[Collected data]
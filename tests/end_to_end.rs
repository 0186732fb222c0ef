//! Watcher, controller and supervisor wired together with real processes.

use std::fs;
use std::time::Duration;

use tokio::sync::mpsc;

use reloadconf::controller::{Promoter, ReloadController, StartupOutcome};
use reloadconf::lifecycle::{OperatorSignal, Shutdown};
use reloadconf::supervisor::{ProcessSupervisor, StopOutcome};
use reloadconf::watcher::{observe, FileWatcher, WatchMode, WatchSettings};

mod common;

use common::{check_validator, eventually, within, Workspace};

const WAIT: Duration = Duration::from_secs(15);

#[tokio::test]
async fn test_candidate_flows_to_daemon() {
    let ws = Workspace::new();
    ws.write_live("valid initial\n");

    let script = ws.script(
        "daemon.sh",
        r#"trap 'echo hup >> "$1"' HUP
touch "$2"
while true; do sleep 0.1; done"#,
    );
    let log = ws.path("hup.log");
    let ready = ws.path("ready");
    let command = format!("sh {} {} {}", script.display(), log.display(), ready.display());

    let settings = WatchSettings {
        watch_dir: ws.watch.clone(),
        candidate_name: "app.conf".into(),
        mode: WatchMode::Polling,
        quiescence: Duration::from_millis(200),
        poll_interval: Duration::from_millis(50),
    };
    let mut controller = ReloadController::new(
        check_validator(),
        ProcessSupervisor::new(command.parse().unwrap()),
        Promoter::new(ws.live.clone()),
    );

    let shutdown = Shutdown::new();
    let (mut candidates, watcher) = observe(FileWatcher::new(settings), shutdown.subscribe());
    let (op_tx, mut op_rx) = mpsc::channel(4);

    assert_eq!(controller.startup().await.unwrap(), StartupOutcome::Started);
    eventually(WAIT, || ready.exists()).await;

    let live = ws.live.clone();
    let candidate = ws.candidate();
    let feeder = tokio::spawn(async move {
        fs::write(&candidate, "broken\n").unwrap();
        // The rejected candidate is removed once processed.
        while candidate.exists() {
            tokio::time::sleep(Duration::from_millis(20)).await;
        }
        fs::write(&candidate, "valid replacement\n").unwrap();
        while fs::read_to_string(&live).ok().as_deref() != Some("valid replacement\n") {
            tokio::time::sleep(Duration::from_millis(20)).await;
        }
        op_tx.send(OperatorSignal::Shutdown).await.unwrap();
    });

    within(WAIT, controller.run(&mut candidates, &mut op_rx)).await.unwrap();
    within(WAIT, feeder).await.unwrap();

    assert_eq!(ws.live_content().as_deref(), Some("valid replacement\n"));
    eventually(WAIT, || fs::read_to_string(&log).is_ok_and(|s| s.lines().count() == 1)).await;

    shutdown.trigger();
    within(WAIT, watcher).await.unwrap();

    let outcome = within(WAIT, controller.shutdown(Duration::from_secs(5))).await.unwrap();
    assert!(matches!(outcome, StopOutcome::Exited(_)));
}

__WORK ITEM__: Without altering a single word, transcribe the entries above.

__TASK RESPONSE__:
filename tests/end_to_end.rs
repository 0186732fb222c0ef
//! Watcher, controller and supervisor wired together with real processes.

use std::fs;
use std::time::Duration;

use tokio::sync::mpsc;

use reloadconf::controller::{Promoter, ReloadController, StartupOutcome};
use reloadconf::lifecycle::{OperatorSignal, Shutdown};
use reloadconf::supervisor::{ProcessSupervisor, StopOutcome};
use reloadconf::watcher::{observe, FileWatcher, WatchMode, WatchSettings};

mod common;

use common::{check_validator, eventually, within, Workspace};

const WAIT: Duration = Duration::from_secs(15);

#[tokio::test]
async fn test_candidate_flows_to_daemon() {
    let ws = Workspace::new();
    ws.write_live("valid initial\n");

    let script = ws.script(
        "daemon.sh",
        r#"trap 'echo hup >> "$1"' HUP
touch "$2"
while true; do sleep 0.1; done"#,
    );
    let log = ws.path("hup.log");
    let ready = ws.path("ready");
    let command = format!("sh {} {} {}", script.display(), log.display(), ready.display());

    let settings = WatchSettings {
        watch_dir: ws.watch.clone(),
        candidate_name: "app.conf".into(),
        mode: WatchMode::Polling,
        quiescence: Duration::from_millis(200),
        poll_interval: Duration::from_millis(50),
    };
    let mut controller = ReloadController::new(
        check_validator(),
        ProcessSupervisor::new(command.parse().unwrap()),
        Promoter::new(ws.live.clone()),
    );

    let shutdown = Shutdown::new();
    let (mut candidates, watcher) = observe(FileWatcher::new(settings), shutdown.subscribe());
    let (op_tx, mut op_rx) = mpsc::channel(4);

    assert_eq!(controller.startup().await.unwrap(), StartupOutcome::Started);
    eventually(WAIT, || ready.exists()).await;

    let live = ws.live.clone();
    let candidate = ws.candidate();
    let feeder = tokio::spawn(async move {
        fs::write(&candidate, "broken\n").unwrap();
        // The rejected candidate is removed once processed.
        while candidate.exists() {
            tokio::time::sleep(Duration::from_millis(20)).await;
        }
        fs::write(&candidate, "valid replacement\n").unwrap();
        while fs::read_to_string(&live).ok().as_deref() != Some("valid replacement\n") {
            tokio::time::sleep(Duration::from_millis(20)).await;
        }
        op_tx.send(OperatorSignal::Shutdown).await.unwrap();
    });

    within(WAIT, controller.run(&mut candidates, &mut op_rx)).await.unwrap();
    within(WAIT, feeder).await.unwrap();

    assert_eq!(ws.live_content().as_deref(), Some("valid replacement\n"));
    eventually(WAIT, || fs::read_to_string(&log).is_ok_and(|s| s.lines().count() == 1)).await;

    shutdown.trigger();
    within(WAIT, watcher).await.unwrap();

    let outcome = within(WAIT, controller.shutdown(Duration::from_secs(5))).await.unwrap();
    assert!(matches!(outcome, StopOutcome::Exited(_)));
}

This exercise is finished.